YOUR ASSIGNMENT: Write the records out again, precisely as they stand.

DATA:
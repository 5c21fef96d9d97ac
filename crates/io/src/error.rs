use std::path::PathBuf;

use thiserror::Error;

use cellcheck_engine::{GenerateError, RuleError, TemplateError};

/// Errors raised while reading sources, writing workbooks or extracting templates.
#[derive(Debug, Error)]
pub enum IoError {
    /// The source or output file could not be opened, read or created.
    #[error("cannot access '{}': {message}", path.display())]
    File { path: PathBuf, message: String },
    #[error("sheet {0} not found")]
    SheetNotFound(String),
    /// calamine failed to open or read the workbook.
    #[error("spreadsheet error: {0}")]
    Spreadsheet(String),
    #[error("csv error: {0}")]
    Csv(String),
    /// rust_xlsxwriter failed to build or save the workbook.
    #[error("xlsx write error: {0}")]
    Write(String),
    /// Worksheet or workbook XML could not be parsed.
    #[error("xlsx read error: {0}")]
    Xml(String),
    #[error(transparent)]
    Template(#[from] TemplateError),
    #[error(transparent)]
    Generate(#[from] GenerateError),
    #[error(transparent)]
    Rule(#[from] RuleError),
}

impl IoError {
    pub(crate) fn file(path: impl Into<PathBuf>, err: impl std::fmt::Display) -> Self {
        IoError::File {
            path: path.into(),
            message: err.to_string(),
        }
    }
}

impl From<rust_xlsxwriter::XlsxError> for IoError {
    fn from(err: rust_xlsxwriter::XlsxError) -> Self {
        IoError::Write(err.to_string())
    }
}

TASK SOLUTION:
repository 5c21fef96d9d97ac
filename crates/io/src/error.rs
use std::path::PathBuf;

use thiserror::Error;

use cellcheck_engine::{GenerateError, RuleError, TemplateError};

/// Errors raised while reading sources, writing workbooks or extracting templates.
#[derive(Debug, Error)]
pub enum IoError {
    /// The source or output file could not be opened, read or created.
    #[error("cannot access '{}': {message}", path.display())]
    File { path: PathBuf, message: String },
    #[error("sheet {0} not found")]
    SheetNotFound(String),
    /// calamine failed to open or read the workbook.
    #[error("spreadsheet error: {0}")]
    Spreadsheet(String),
    #[error("csv error: {0}")]
    Csv(String),
    /// rust_xlsxwriter failed to build or save the workbook.
    #[error("xlsx write error: {0}")]
    Write(String),
    /// Worksheet or workbook XML could not be parsed.
    #[error("xlsx read error: {0}")]
    Xml(String),
    #[error(transparent)]
    Template(#[from] TemplateError),
    #[error(transparent)]
    Generate(#[from] GenerateError),
    #[error(transparent)]
    Rule(#[from] RuleError),
}

impl IoError {
    pub(crate) fn file(path: impl Into<PathBuf>, err: impl std::fmt::Display) -> Self {
        IoError::File {
            path: path.into(),
            message: err.to_string(),
        }
    }
}

impl From<rust_xlsxwriter::XlsxError> for IoError {
    fn from(err: rust_xlsxwriter::XlsxError) -> Self {
        IoError::Write(err.to_string())
    }
}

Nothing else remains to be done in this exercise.